Batch Operations Guide

Efficiently manage multiple jobs, nodes, and resources simultaneously with S9S's powerful batch operation capabilities.

🎯 Overview

Batch operations allow you to:

  • Manage multiple jobs with a single command
  • Apply operations to filtered resources
  • Perform bulk maintenance tasks
  • Execute commands across node ranges
  • Automate repetitive workflows

📋 Selection Methods

Visual Selection

Use visual selection mode to choose multiple items:

KeyActionDescription
Space
Toggle selectionSelect/deselect current item
v
Visual modeEnter visual selection mode
V
Visual line modeSelect entire rows
Ctrl+A
Select allSelect all visible items
Ctrl+D
Deselect allClear all selections
Ctrl+I
Invert selectionInvert current selection

Filter-Based Selection

Select items using filters:

# Select all failed jobs
/state:FAILED

# Select all idle GPU nodes  
/state:idle features:gpu

# Select jobs by user
/user:alice

# Select nodes in specific rack
/node:rack[01-04]*

Range Selection

Select ranges of items:

# Job ID ranges
:select jobs 1000-2000

# Node ranges
:select nodes node[001-100]

# Time-based ranges
:select jobs --submitted=today

# Priority ranges  
:select jobs --priority=1000-9999

🔧 Job Batch Operations

Job Management

Operate on multiple jobs simultaneously:

# Cancel multiple jobs
:cancel job[1000-1010]

# Hold all user's jobs
/user:alice
:hold --selected --reason="Maintenance window"

# Release held jobs
/state:HELD user:alice  
:release --selected

# Change priority of job range
:priority job[2000-2100] --priority=500

# Requeue failed jobs
/state:FAILED user:bob
:requeue --selected

Advanced Job Operations

# Modify job arrays
:modify job_array_123 --array=1-100:2  # Every other task

# Update time limits for running jobs
/state:RUNNING partition:gpu
:time --selected --time=+2:00:00  # Add 2 hours

# Change partition for pending jobs
/state:PENDING user:alice
:partition --selected --partition=highmem

# Notify on job completion
/user:alice state:RUNNING
:notify --selected --email --webhook

Conditional Operations

Apply operations based on conditions:

# Cancel long-running jobs over 48 hours
/state:RUNNING time:>48h
:cancel --selected --reason="Runtime limit exceeded"

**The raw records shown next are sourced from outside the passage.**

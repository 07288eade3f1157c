use serde::Deserialize;

/// The root configuration structure for the entire application.
#[derive(Debug, Clone, Deserialize)]
pub struct Settings {
    pub database: DatabaseSettings,
}

/// Connection parameters for the PostgreSQL database.
///
/// These are plain data: the database crate turns them into a live pool, and
/// reconnecting with different parameters is just loading (or editing) a new
/// `DatabaseSettings` and building a new pool from it. Nothing holds these
/// globally.
#[derive(Debug, Clone, Deserialize)]
pub struct DatabaseSettings {
    pub host: String,
    pub port: u16,
    pub user: String,
    /// Usually supplied via the environment rather than the file.
    pub password: String,
    /// Database name.
    pub name: String,
}
use crate::error::ConfigError;
use tracing::debug;

// Declare the modules that make up this crate.
pub mod error;
pub mod settings;

// Re-export the core types to provide a clean public API.
pub use settings::{DatabaseSettings, Settings};

/// Loads the application configuration.
///
/// Sources are layered, later ones winning: built-in defaults, an optional
/// `config.toml` next to the binary, then `SHOPFRONT_`-prefixed environment
/// variables (nested keys separated by `__`, e.g.
/// `SHOPFRONT_DATABASE__PASSWORD`). The password in particular is expected
/// to arrive through the environment.
pub fn load_settings() -> Result<Settings, ConfigError> {
    let builder = config::Config::builder()
        .set_default("database.host", "localhost")?
        .set_default("database.port", 5432_i64)?
        .set_default("database.user", "postgres")?
        .set_default("database.password", "")?
        .set_default("database.name", "shopfront")?
        .add_source(config::File::with_name("config.toml").required(false))
        .add_source(
            config::Environment::with_prefix("SHOPFRONT")
                .prefix_separator("_")
                .separator("__"),
        )
        .build()?;

    let settings = builder.try_deserialize::<Settings>()?;
    debug!(
        host = %settings.database.host,
        port = settings.database.port,
        database = %settings.database.name,
        "configuration loaded"
    );

    Ok(settings)
}

#[cfg(test)]
mod tests {
    use super::*;

    #[test]
    fn defaults_fill_in_when_nothing_is_configured() {
        // No config.toml in the test cwd and no SHOPFRONT_* vars set by the
        // suite, so this exercises the default layer.
        let settings = load_settings().expect("defaults should load");
        assert_eq!(settings.database.port, 5432);
        assert_eq!(settings.database.user, "postgres");
        assert_eq!(settings.database.name, "shopfront");
    }
}
//! # Shopfront Database Crate
//!
//! This crate acts as a high-level, application-specific interface to the
//! PostgreSQL database. It is the system's single source of truth for
//! products, customers and sales.
//!
//! ## Architectural Principles
//!
//! - **Adapter layer:** This crate encapsulates all database-specific logic.
//!   It provides a clean, typed API to the rest of the application, hiding
//!   the underlying SQL.
//! - **Explicit ownership:** There is no global connection state. `connect`
//!   builds a pool from caller-supplied settings and `DbRepository` owns it;
//!   reconnecting with new parameters is constructing a new repository.
//! - **Atomic inventory:** Every mutation that touches stock (sale add,
//!   update, delete) runs inside a single transaction, so a failure can
//!   never leave the row mutation and the quantity adjustment half-applied.
//! - **Total aggregates:** Analytical reads never fail on empty data; each
//!   documents its zero/empty/`Option` default.
//!
//! ## Public API
//!
//! - `connect`: builds the connection pool from `DatabaseSettings`.
//! - `ensure_schema`: idempotent schema creation/upgrade.
//! - `DbRepository`: CRUD plus the aggregate report queries.
//! - `DbError`: the specific error types that can be returned from this crate.

// Declare the modules that constitute this crate.
pub mod connection;
pub mod error;
pub mod reports;
pub mod repository;
pub mod schema;

// Re-export the key components to create a clean, public-facing API.
pub use connection::connect;
pub use error::DbError;
pub use reports::{
    CustomerFrequency, CustomerRevenue, CustomerStats, CustomerTicket, DailyRevenue,
    PeriodRevenue, PriceQuantityPair, PriceStats, ProductMargin, ProductRank, ProductTrend,
    SalesAnomaly, StockTurnover, WeekdayRevenue, DAYS_OF_STOCK_CAP,
};
pub use repository::DbRepository;
pub use schema::ensure_schema;
use crate::stats::population_stats;
use core_types::AnomalyKind;
use serde::{Deserialize, Serialize};
use tracing::debug;

/// Below this many points the 2-sigma band is statistically meaningless and
/// detection returns no anomalies at all.
pub const MIN_ANOMALY_POINTS: usize = 3;

/// A flagged point in a series, positioned by index so the caller can map it
/// back to whatever labels (dates) the series carries.
#[derive(Debug, Clone, Copy, PartialEq, Serialize, Deserialize)]
pub struct AnomalyPoint {
    pub index: usize,
    pub value: f64,
    /// Mean of the whole series the point was judged against.
    pub mean: f64,
    /// Distance from the mean in population standard deviations.
    pub deviations: f64,
    pub kind: AnomalyKind,
}

/// Flags every point at or beyond `mean ± 2σ` of the series.
///
/// σ is the population standard deviation (divide by N). A series with zero
/// spread flags nothing. The lower threshold is clamped at zero: revenue
/// cannot go negative, so a band below zero would never flag anything.
pub fn detect_anomalies(values: &[f64]) -> Vec<AnomalyPoint> {
    if values.len() < MIN_ANOMALY_POINTS {
        return Vec::new();
    }

    let Some(stats) = population_stats(values) else {
        return Vec::new();
    };
    if stats.std_dev <= 0.0 {
        return Vec::new();
    }

    let upper = stats.mean + 2.0 * stats.std_dev;
    let lower = (stats.mean - 2.0 * stats.std_dev).max(0.0);

    let anomalies: Vec<AnomalyPoint> = values
        .iter()
        .enumerate()
        .filter(|&(_, &v)| v >= upper || v <= lower)
        .map(|(index, &value)| AnomalyPoint {
            index,
            value,
            mean: stats.mean,
            deviations: (value - stats.mean).abs() / stats.std_dev,
            kind: if value >= upper {
                AnomalyKind::High
            } else {
                AnomalyKind::Low
            },
        })
        .collect();

    debug!(
        points = values.len(),
        flagged = anomalies.len(),
        "anomaly detection pass"
    );

    anomalies
}

#[cfg(test)]
mod tests {
    use super::*;

    #[test]
    fn flags_the_spike_day() {
        // Four quiet days and one spike: mean 280, sigma 360, so 1000 sits
        // right on the upper band and must still be flagged.
        let anomalies = detect_anomalies(&[100.0, 100.0, 100.0, 100.0, 1000.0]);
        assert_eq!(anomalies.len(), 1);

        let spike = &anomalies[0];
        assert_eq!(spike.index, 4);
        assert_eq!(spike.kind, AnomalyKind::High);
        assert!((spike.mean - 280.0).abs() < 1e-9);
        assert!((spike.deviations - 2.0).abs() < 1e-9);
    }

    #[test]
    fn flags_a_collapsed_day_as_low() {
        let series = [500.0, 480.0, 510.0, 490.0, 505.0, 495.0, 10.0];
        let anomalies = detect_anomalies(&series);
        assert_eq!(anomalies.len(), 1);
        assert_eq!(anomalies[0].index, 6);
        assert_eq!(anomalies[0].kind, AnomalyKind::Low);
    }

    #[test]
    fn flat_series_flags_nothing() {
        assert!(detect_anomalies(&[200.0, 200.0, 200.0, 200.0]).is_empty());
    }

    #[test]
    fn too_few_points_yields_empty() {
        assert!(detect_anomalies(&[100.0, 1000.0]).is_empty());
        assert!(detect_anomalies(&[]).is_empty());
    }
}
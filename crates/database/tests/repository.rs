//! Integration tests against a live PostgreSQL instance.
//!
//! These are `#[ignore]`d so the default suite passes without a database.
//! Run them with:
//!
//! ```text
//! SHOPFRONT_TEST_DATABASE_URL=postgres://postgres@localhost/shopfront_test \
//!     cargo test -p database -- --ignored
//! ```

use chrono::{Duration, TimeZone, Utc};
use core_types::{NewCustomer, NewProduct, NewSale};
use database::{ensure_schema, DbError, DbRepository};
use rust_decimal_macros::dec;
use sqlx::PgPool;

async fn test_repository() -> DbRepository {
    let url = std::env::var("SHOPFRONT_TEST_DATABASE_URL")
        .expect("SHOPFRONT_TEST_DATABASE_URL must point at a scratch database");
    let pool = PgPool::connect(&url).await.expect("connect to test database");
    ensure_schema(&pool).await.expect("schema bootstrap");
    DbRepository::new(pool)
}

fn product(name: &str, quantity: i32) -> NewProduct {
    NewProduct {
        name: name.to_string(),
        category: Some("integration-test".to_string()),
        price: dec!(25.00),
        cost: dec!(10.00),
        quantity,
    }
}

#[tokio::test]
#[ignore = "requires a running PostgreSQL"]
async fn product_round_trip() {
    let repo = test_repository().await;

    let created = repo
        .add_product(&product("rt-cigarillo-box", 12))
        .await
        .expect("insert");
    let fetched = repo
        .get_product(created.id)
        .await
        .expect("fetch")
        .expect("product should exist");

    assert_eq!(fetched.name, "rt-cigarillo-box");
    assert_eq!(fetched.category.as_deref(), Some("integration-test"));
    assert_eq!(fetched.price, dec!(25.00));
    assert_eq!(fetched.cost, dec!(10.00));
    assert_eq!(fetched.quantity, 12);

    repo.delete_product(created.id).await.expect("cleanup");
}

#[tokio::test]
#[ignore = "requires a running PostgreSQL"]
async fn sale_lifecycle_restores_and_applies_stock() {
    let repo = test_repository().await;
    let created = repo
        .add_product(&product("lc-pipe-tobacco", 20))
        .await
        .expect("insert product");
    let sold_at = Utc.with_ymd_and_hms(2024, 6, 1, 12, 0, 0).unwrap();

    // Selling 5 takes the stock from 20 to 15.
    let sale = repo
        .add_sale(&NewSale {
            product_id: created.id,
            customer_id: None,
            quantity: 5,
            unit_price: dec!(25.00),
            sold_at,
        })
        .await
        .expect("add sale");
    let after_add = repo.get_product(created.id).await.unwrap().unwrap();
    assert_eq!(after_add.quantity, 15);
    assert_eq!(sale.total, dec!(125.00));

    // Rewriting to 3 first restores the 5 (22), then applies the 3 (19).
    repo.update_sale(
        sale.id,
        &NewSale {
            product_id: created.id,
            customer_id: None,
            quantity: 3,
            unit_price: dec!(25.00),
            sold_at,
        },
    )
    .await
    .expect("update sale");
    let after_update = repo.get_product(created.id).await.unwrap().unwrap();
    assert_eq!(after_update.quantity, 19);

    // Deleting restores the 3.
    repo.delete_sale(sale.id).await.expect("delete sale");
    let after_delete = repo.get_product(created.id).await.unwrap().unwrap();
    assert_eq!(after_delete.quantity, 22);

    repo.delete_product(created.id).await.expect("cleanup");
}

#[tokio::test]
#[ignore = "requires a running PostgreSQL"]
async fn empty_range_aggregates_default_to_zero() {
    let repo = test_repository().await;

    // A window decades before any fixture data.
    let start = Utc.with_ymd_and_hms(1990, 1, 1, 0, 0, 0).unwrap();
    let end = start + Duration::days(30);

    assert_eq!(repo.total_revenue(start, end, None).await.unwrap(), dec!(0));
    assert_eq!(repo.sale_count(start, end, None).await.unwrap(), 0);
    assert_eq!(repo.average_ticket(start, end, None).await.unwrap(), dec!(0));
    assert!(repo.daily_revenue(start, end, None).await.unwrap().is_empty());
    assert!(repo.sales_anomalies(start, end, None).await.unwrap().is_empty());
    assert!(repo.product_trends(start, end, None).await.unwrap().is_empty());
}

#[tokio::test]
#[ignore = "requires a running PostgreSQL"]
async fn price_stats_of_unknown_category_is_none() {
    let repo = test_repository().await;
    let stats = repo
        .price_stats(Some("category-that-does-not-exist"))
        .await
        .expect("query");
    assert!(stats.is_none());
}

#[tokio::test]
#[ignore = "requires a running PostgreSQL"]
async fn deleting_a_product_with_sales_is_rejected() {
    let repo = test_repository().await;
    let created = repo
        .add_product(&product("guard-snuff-tin", 10))
        .await
        .expect("insert product");
    let sale = repo
        .add_sale(&NewSale {
            product_id: created.id,
            customer_id: None,
            quantity: 1,
            unit_price: dec!(25.00),
            sold_at: Utc::now(),
        })
        .await
        .expect("add sale");

    let rejected = repo.delete_product(created.id).await;
    assert!(matches!(rejected, Err(DbError::ProductInUse(id)) if id == created.id));

    repo.delete_sale(sale.id).await.expect("cleanup sale");
    repo.delete_product(created.id).await.expect("cleanup product");
}

#[tokio::test]
#[ignore = "requires a running PostgreSQL"]
async fn deleting_a_customer_detaches_their_sales() {
    let repo = test_repository().await;
    let created = repo
        .add_product(&product("det-rolling-paper", 50))
        .await
        .expect("insert product");
    let customer = repo
        .add_customer(&NewCustomer {
            name: "det-test-customer".to_string(),
            email: None,
            phone: None,
        })
        .await
        .expect("insert customer");
    let sale = repo
        .add_sale(&NewSale {
            product_id: created.id,
            customer_id: Some(customer.id),
            quantity: 2,
            unit_price: dec!(25.00),
            sold_at: Utc::now(),
        })
        .await
        .expect("add sale");

    repo.delete_customer(customer.id).await.expect("delete customer");

    let detached = repo.get_sale(sale.id).await.unwrap().expect("sale survives");
    assert_eq!(detached.customer_id, None);

    repo.delete_sale(sale.id).await.expect("cleanup sale");
    repo.delete_product(created.id).await.expect("cleanup product");
}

# Hold jobs exceeding memory limits
/state:RUNNING memory:>90%
:hold --selected --reason="High memory usage"

# Lower priority of idle jobs
/state:PENDING time:>24h
:priority --selected --priority=100

🖥️ Node Batch Operations

Node Maintenance

Manage multiple nodes efficiently:

# Drain node range for maintenance
:drain node[001-020] --reason="OS update" --timeout=2h

# Resume multiple nodes after maintenance
:resume node[001-020]

# Put nodes in maintenance mode
/features:gpu state:idle
:maintenance --selected --reason="GPU firmware update"

# Update node features
:features node[100-200] --features=+nvme,-infiniband

Bulk Node Configuration

# Set node weights for load balancing
:weight node[001-050] --weight=100
:weight node[051-100] --weight=200

# Configure power management
/features:power_save
:power --selected --policy=ondemand

# Update node availability
:available node[200-250] --available=no --reason="Hardware upgrade"

📊 Resource Monitoring

Batch Status Checks

Monitor multiple resources:

# Check job status for user
:status --user alice --format table

# Node health summary
:health --nodes node[001-100] --summary

# Resource utilization report
:utilization --partition gpu --time-range 24h

# Queue analysis
:queue-analysis --all-partitions --export csv

Performance Analytics

# Job efficiency analysis
/state:COMPLETED user:alice
:efficiency --selected --threshold 0.8

# Resource usage trends
:usage-trend --nodes node[001-050] --period week

# Utilization heatmap
:heatmap --partition gpu --time-range month

🔄 Workflow Automation

Scheduled Operations

Create recurring batch operations:

# Daily cleanup of old failed jobs
:schedule daily "cleanup-failed-jobs" \
  "/state:FAILED time:>7d" \
  ":cancel --selected --purge"

# Weekly maintenance check
:schedule weekly "maintenance-check" \
  "/load:>16 jobs:0" \
  ":maintenance --selected --auto-resume 4h"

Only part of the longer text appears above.